Note from Google PR. "Google and the Pyra team are working to improve the Blogger service and to develop new innovations in weblog search. Just want to be sure you know that there's been no consideration of removing weblogs from our index." 

A picture named godin.jpgSeth Godin of Fast Company has a plan for world domination. He's encouraging people to pass around his new book, 99 Cows, via email, or post it to the Web, hoping everyone will go to Amazon to buy a copy. His plan seems to be working. His book is in the Amazon Top 100 this week. Disclaimer: He writes glowingly about yours truly on page 25. I'm not worthy, I'm not worthy.  

NY Times: "The US government proposed the most significant overhaul of its media ownership rules in a generation today." 

Blogrolling.Com is getting an XML-RPC interface. Cool! 

Don Park: "Sit down Professor, I was complaining about the pain in my butt, not the Meaning of Life." 

Chris Lydon has mastered the art of text wrapping around pictures. Scroll down. There's a lot there. 

I just heard David Weinberger on NPRs Here and Now, talking about Emergence, Social Software and Wikis. He's good on the radio. I still think Social Software is a bad idea. Ray Ozzie thinks it's a good idea, btw. 

Ed Cone: "Try weird stuff, see what works." 

Dann Sheridan is looking for a Manila programmer. 

Register: "I've got a news bulletin for you. The richest man in the world just stiffed me for $6.00!"  

One year ago today, a piece that's looking better every day, about monoculture as an artifact of the 20th century. 

Late last night I posted a perspective on Microsoft and how they "work" with independent developers. Simon Fell, one of those indies, had posted a provocative item on his weblog, saying that interop in RSS will, of course, mean Works With Microsoft. And Dare Obasanjo, a Microsoft developer, agreed with him. This is something I've heard before, many times, in hallways in Redmond, but never in public, on the Web, quotable, visible for all to see.  
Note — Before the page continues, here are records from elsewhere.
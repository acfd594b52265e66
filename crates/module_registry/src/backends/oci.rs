//! OCI artifact registry backend (`br:`).
//!
//! References name an artifact in a container registry:
//!
//! * `br:contoso.azurecr.io/bicep/storage:1.0.0`
//! * `br:contoso.azurecr.io/bicep/storage@sha256:<64 hex digits>`
//! * `br/<alias>:storage:1.0.0`, expanded through the configured alias
//!
//! Restored artifacts are cached under `br/<registry>/<repository>/<tag>/`.

use std::collections::BTreeMap;
use std::path::PathBuf;
use std::sync::{Arc, LazyLock};

use async_trait::async_trait;
use bramble_diagnostics::{DiagnosticBuilder, catalog};
use regex::Regex;
use sha2::{Digest, Sha256};
use tokio_util::sync::CancellationToken;
use url::Url;

use crate::batch::{FetchSettings, restore_each};
use crate::cache::{ENTRY_POINT_FILE, ModuleCache, encode_segment};
use crate::config::OciAlias;
use crate::restore::{RestoreFailure, RestoreFailureKind, RestoreResults};
use crate::source::ContentSource;
use crate::{ModuleReference, ModuleRegistry, ReferencePayload};

pub const OCI_SCHEME: &str = "br";

const DIGEST_PREFIX: &str = "sha256:";

static REGISTRY_HOST: LazyLock<Regex> =
	LazyLock::new(|| Regex::new(r"^[a-zA-Z0-9](?:[a-zA-Z0-9.-]*[a-zA-Z0-9])?(?::[0-9]{1,5})?$").expect("registry host regex"));
static PATH_SEGMENT: LazyLock<Regex> =
	LazyLock::new(|| Regex::new(r"^[a-z0-9]+(?:[._-][a-z0-9]+)*$").expect("path segment regex"));
static TAG: LazyLock<Regex> = LazyLock::new(|| Regex::new(r"^[a-zA-Z0-9][a-zA-Z0-9._-]*$").expect("tag regex"));
static DIGEST: LazyLock<Regex> = LazyLock::new(|| Regex::new(r"^sha256:[a-f0-9]{64}$").expect("digest regex"));

/// Tag or digest pinning an artifact version.
#[derive(Debug, Clone, PartialEq, Eq, Hash)]
pub enum ArtifactVersion {
	Tag(String),
	Digest(String),
}

#[derive(Debug, Clone, PartialEq, Eq)]
pub struct OciArtifactReference {
	registry: String,
	repository: String,
	version: ArtifactVersion,
}

impl OciArtifactReference {
	/// Parses `<registry>/<repository>(:<tag>|@<digest>)`.
	///
	/// `display` is the reference as written by the user and only appears in
	/// diagnostics.
	///
	/// # Errors
	///
	/// Returns the diagnostic of the first defect found.
	pub fn parse(raw: &str, display: &str) -> Result<Self, DiagnosticBuilder> {
		let Some((registry, rest)) = raw.split_once('/') else {
			return Err(catalog::invalid_oci_reference(display));
		};

		let (repository, version) = if let Some((repository, digest)) = rest.split_once('@') {
			(repository, ArtifactVersion::Digest(digest.to_string()))
		} else if let Some((repository, tag)) = rest.rsplit_once(':') {
			(repository, ArtifactVersion::Tag(tag.to_string()))
		} else {
			return Err(catalog::missing_oci_tag_or_digest(display));
		};

		if registry.is_empty() || repository.is_empty() {
			return Err(catalog::invalid_oci_reference(display));
		}
		if registry.len() > catalog::MAX_REGISTRY_LENGTH {
			return Err(catalog::oci_registry_too_long(display, registry));
		}
		if !REGISTRY_HOST.is_match(registry) {
			return Err(catalog::invalid_oci_registry(display, registry));
		}
		if repository.len() > catalog::MAX_REPOSITORY_LENGTH {
			return Err(catalog::oci_repository_too_long(display, repository));
		}
		if let Some(segment) = repository.split('/').find(|segment| !PATH_SEGMENT.is_match(segment)) {
			return Err(catalog::invalid_oci_path_segment(display, segment));
		}

		match &version {
			ArtifactVersion::Tag(tag) if tag.is_empty() => return Err(catalog::missing_oci_tag_or_digest(display)),
			ArtifactVersion::Tag(tag) if tag.len() > catalog::MAX_TAG_LENGTH => {
				return Err(catalog::oci_tag_too_long(display, tag));
			}
			ArtifactVersion::Tag(tag) if !TAG.is_match(tag) => return Err(catalog::invalid_oci_tag(display, tag)),
			ArtifactVersion::Digest(digest) if digest.is_empty() => {
				return Err(catalog::missing_oci_tag_or_digest(display));
			}
			ArtifactVersion::Digest(digest) if !DIGEST.is_match(digest) => {
				return Err(catalog::invalid_oci_digest(display, digest));
			}
			ArtifactVersion::Tag(_) | ArtifactVersion::Digest(_) => {}
		}

		Ok(Self {
			registry: registry.to_string(),
			repository: repository.to_string(),
			version,
		})
	}

	pub fn registry(&self) -> &str {
		&self.registry
	}

	pub fn repository(&self) -> &str {
		&self.repository
	}

	pub fn version(&self) -> &ArtifactVersion {
		&self.version
	}

	pub fn tag(&self) -> Option<&str> {
		match &self.version {
			ArtifactVersion::Tag(tag) => Some(tag),
			ArtifactVersion::Digest(_) => None,
		}
	}

	pub fn digest(&self) -> Option<&str> {
		match &self.version {
			ArtifactVersion::Digest(digest) => Some(digest),
			ArtifactVersion::Tag(_) => None,
		}
	}

	/// `<registry>/<repository>` without the version.
	pub fn artifact_id(&self) -> String {
		format!("{}/{}", self.registry, self.repository)
	}

	/// Location of the artifact's entry point relative to a mirror root:
	/// `<registry>/<repository>/<version>/main.json`.
	///
	/// The repository is folded into one directory (`/` becomes `$`, which
	/// path segments cannot contain) so every artifact sits at the same depth
	/// and no artifact's directory is another's file.
	fn locator(&self) -> PathBuf {
		let version = match &self.version {
			ArtifactVersion::Tag(tag) => tag.clone(),
			ArtifactVersion::Digest(digest) => encode_segment(digest),
		};
		[
			encode_segment(&self.registry).as_str(),
			self.repository.replace('/', "$").as_str(),
			version.as_str(),
			ENTRY_POINT_FILE,
		]
		.iter()
		.collect()
	}

	fn cache_path(&self) -> PathBuf {
		PathBuf::from(OCI_SCHEME).join(self.locator())
	}
}

impl ReferencePayload for OciArtifactReference {
	fn unqualified_reference(&self) -> String {
		match &self.version {
			ArtifactVersion::Tag(tag) => format!("{}/{}:{tag}", self.registry, self.repository),
			ArtifactVersion::Digest(digest) => format!("{}/{}@{digest}", self.registry, self.repository),
		}
	}
}

/// Registry for OCI artifacts, fetched through a [`ContentSource`].
pub struct OciModuleRegistry {
	cache: ModuleCache,
	source: Arc<dyn ContentSource>,
	settings: FetchSettings,
	aliases: BTreeMap<String, OciAlias>,
}

impl OciModuleRegistry {
	pub fn new(cache: ModuleCache, source: Arc<dyn ContentSource>) -> Self {
		Self {
			cache,
			source,
			settings: FetchSettings::default(),
			aliases: BTreeMap::new(),
		}
	}

	#[must_use]
	pub fn with_settings(mut self, settings: FetchSettings) -> Self {
		self.settings = settings;
		self
	}

	#[must_use]
	pub fn with_aliases(mut self, aliases: BTreeMap<String, OciAlias>) -> Self {
		self.aliases = aliases;
		self
	}

	fn expand_alias(&self, alias: &str, reference: &str) -> Result<String, DiagnosticBuilder> {
		let Some(target) = self.aliases.get(alias) else {
			return Err(catalog::unknown_module_alias(alias, OCI_SCHEME));
		};
		Ok(match target.module_path.as_deref().map(|p| p.trim_matches('/')) {
			Some(prefix) if !prefix.is_empty() => format!("{}/{prefix}/{reference}", target.registry),
			_ => format!("{}/{reference}", target.registry),
		})
	}
}

async fn fetch_artifact(
	source: Arc<dyn ContentSource>,
	cache: ModuleCache,
	reference: ModuleReference,
) -> Result<(), RestoreFailure> {
	let Some(artifact) = reference.payload::<OciArtifactReference>() else {
		return Err(RestoreFailure::new(
			RestoreFailureKind::Internal,
			format!("\"{reference}\" is not an OCI artifact reference"),
		));
	};

	let bytes = source.fetch(&artifact.locator()).await?;

	if let Some(expected) = artifact.digest() {
		let actual = format!("{DIGEST_PREFIX}{}", hex::encode(Sha256::digest(&bytes)));
		if actual != expected {
			return Err(RestoreFailure::new(
				RestoreFailureKind::InvalidContent,
				format!("the artifact digest {actual} does not match {expected}"),
			));
		}
	}
	if let Err(err) = serde_json::from_slice::<serde_json::Value>(&bytes) {
		return Err(RestoreFailure::new(
			RestoreFailureKind::InvalidContent,
			format!("the artifact content is not valid JSON: {err}"),
		));
	}

	cache
		.store(&artifact.cache_path(), &bytes)
		.await
		.map_err(|err| RestoreFailure::new(RestoreFailureKind::Storage, format!("failed to cache the artifact: {err}")))?;
	Ok(())
}

#[async_trait]
impl ModuleRegistry for OciModuleRegistry {
	fn scheme(&self) -> &str {
		OCI_SCHEME
	}

	fn try_parse_module_reference(&self, alias: Option<&str>, reference: &str) -> Result<ModuleReference, DiagnosticBuilder> {
		let display = match alias {
			Some(alias) => format!("{OCI_SCHEME}/{alias}:{reference}"),
			None => format!("{OCI_SCHEME}:{reference}"),
		};
		let raw = match alias {
			Some(alias) => self.expand_alias(alias, reference)?,
			None => reference.to_string(),
		};
		let artifact = OciArtifactReference::parse(&raw, &display)?;
		Ok(ModuleReference::new(OCI_SCHEME, artifact))
	}

	fn is_available_locally(&self, reference: &ModuleReference) -> bool {
		reference
			.payload::<OciArtifactReference>()
			.is_some_and(|artifact| self.cache.contains(&artifact.cache_path()))
	}

	fn try_get_local_entry_point(&self, _parent: &Url, reference: &ModuleReference) -> Result<Url, DiagnosticBuilder> {
		let fully_qualified = reference.fully_qualified_reference();
		let Some(artifact) = reference.payload::<OciArtifactReference>() else {
			return Err(catalog::invalid_oci_reference(fully_qualified));
		};
		if !self.is_available_locally(reference) {
			return Err(catalog::module_requires_restore(fully_qualified));
		}
		let path = self.cache.path(&artifact.cache_path());
		Url::from_file_path(&path).map_err(|()| catalog::path_not_resolvable(&path.display().to_string(), fully_qualified))
	}

	async fn restore_all(&self, references: Vec<ModuleReference>, cancel: CancellationToken) -> RestoreResults {
		tracing::debug!(count = references.len(), "module.restore.oci");
		restore_each(
			references,
			cancel,
			self.settings,
			|reference| self.is_available_locally(reference),
			|reference| fetch_artifact(Arc::clone(&self.source), self.cache.clone(), reference),
		)
		.await
	}
}

#[cfg(test)]
mod tests {
	use pretty_assertions::assert_eq;
	use rstest::rstest;

	use super::*;

	const DIGEST_HEX: &str = "a3f1c2d4e5b60718293a4b5c6d7e8f90a1b2c3d4e5f60718293a4b5c6d7e8f90";

	fn parse(raw: &str) -> Result<OciArtifactReference, DiagnosticBuilder> {
		OciArtifactReference::parse(raw, &format!("br:{raw}"))
	}

	#[test]
	fn parses_tagged_reference() {
		let artifact = parse("contoso.azurecr.io/bicep/modules/storage:1.0.0").unwrap();
		assert_eq!(artifact.registry(), "contoso.azurecr.io");
		assert_eq!(artifact.repository(), "bicep/modules/storage");
		assert_eq!(artifact.tag(), Some("1.0.0"));
		assert_eq!(artifact.digest(), None);
		assert_eq!(artifact.artifact_id(), "contoso.azurecr.io/bicep/modules/storage");
		assert_eq!(artifact.unqualified_reference(), "contoso.azurecr.io/bicep/modules/storage:1.0.0");
	}

	#[test]
	fn parses_digest_and_port() {
		let raw = format!("localhost:5000/storage@sha256:{DIGEST_HEX}");
		let artifact = parse(&raw).unwrap();
		assert_eq!(artifact.registry(), "localhost:5000");
		assert_eq!(artifact.digest(), Some(format!("sha256:{DIGEST_HEX}").as_str()));
		assert_eq!(artifact.unqualified_reference(), raw);
		assert_eq!(
			artifact.cache_path(),
			PathBuf::from(format!("br/localhost$5000/storage/sha256${DIGEST_HEX}/main.json"))
		);
	}

	#[test]
	fn nested_repositories_do_not_share_cache_directories() {
		let tagged = parse("a.io/b:1").unwrap();
		let nested = parse("a.io/b/1:main.json").unwrap();
		assert_eq!(tagged.cache_path(), PathBuf::from("br/a.io/b/1/main.json"));
		assert_eq!(nested.cache_path(), PathBuf::from("br/a.io/b$1/main.json/main.json"));
		assert_eq!(nested.locator(), PathBuf::from("a.io/b$1/main.json/main.json"));
	}

	#[rstest]
	#[case("no-slash:1.0", "BCP193")]
	#[case("/storage:1.0", "BCP193")]
	#[case("host.io/storage", "BCP196")]
	#[case("host.io/storage:", "BCP196")]
	#[case("host.io/storage@", "BCP196")]
	#[case("host.io/Storage:1.0", "BCP195")]
	#[case("host.io/a//b:1.0", "BCP195")]
	#[case("host.io/storage:.hidden", "BCP198")]
	#[case("host.io/storage:v1+2", "BCP198")]
	#[case("host.io/storage@sha256:abc", "BCP224")]
	#[case("host.io/storage@md5:abc", "BCP224")]
	#[case("-host.io/storage:1", "BCP201")]
	fn rejects_malformed_references(#[case] raw: &str, #[case] code: &str) {
		assert_eq!(parse(raw).unwrap_err().code(), code);
	}

	#[test]
	fn rejects_overlong_components() {
		let tag = "v".repeat(129);
		assert_eq!(parse(&format!("host.io/storage:{tag}")).unwrap_err().code(), "BCP197");

		let repository = "a".repeat(256);
		assert_eq!(parse(&format!("host.io/{repository}:1")).unwrap_err().code(), "BCP199");

		let registry = format!("{}.io", "r".repeat(256));
		assert_eq!(parse(&format!("{registry}/storage:1")).unwrap_err().code(), "BCP200");
	}

	#[test]
	fn diagnostics_quote_the_written_reference() {
		let err = parse("host.io/storage").unwrap_err();
		assert_eq!(
			err.message(),
			"The specified OCI artifact reference \"br:host.io/storage\" is not valid. The module tag or digest is missing."
		);
	}
}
Danny Ayers appreciates a link from Scripting News.  

5/13/98: B.O.G.U.  

A simple admonition 

I rant and rant about the benefits of weblogs, and why they work so much better than other forms of communication.

Today, I'm going to fess up about one of the weaknesses; probably not just of weblogs, but of all writing and reading on the Internet. Here's the problem. People don't read before they write.

Take, for example, this very long lecture from Professor Bray on the ins and outs, costs and benefits, of REST vs RPC. For the 890,000th time. I'm so bored with this. I made a point of carefully reading every word in his diatribe and then went for a drive to get some coffee, before writing him an email asking if he had actually read the tiny little article I wrote that he was responding to.

When I wrote it, I was aware that some people would immediately jump to the conclusion that it was an anti-REST rant, and then ram a baseball bat up my butt to punish me. So I carefully wrote it so that if someone actually bothered to read it, they would realize that I was presenting the results of an engineering project.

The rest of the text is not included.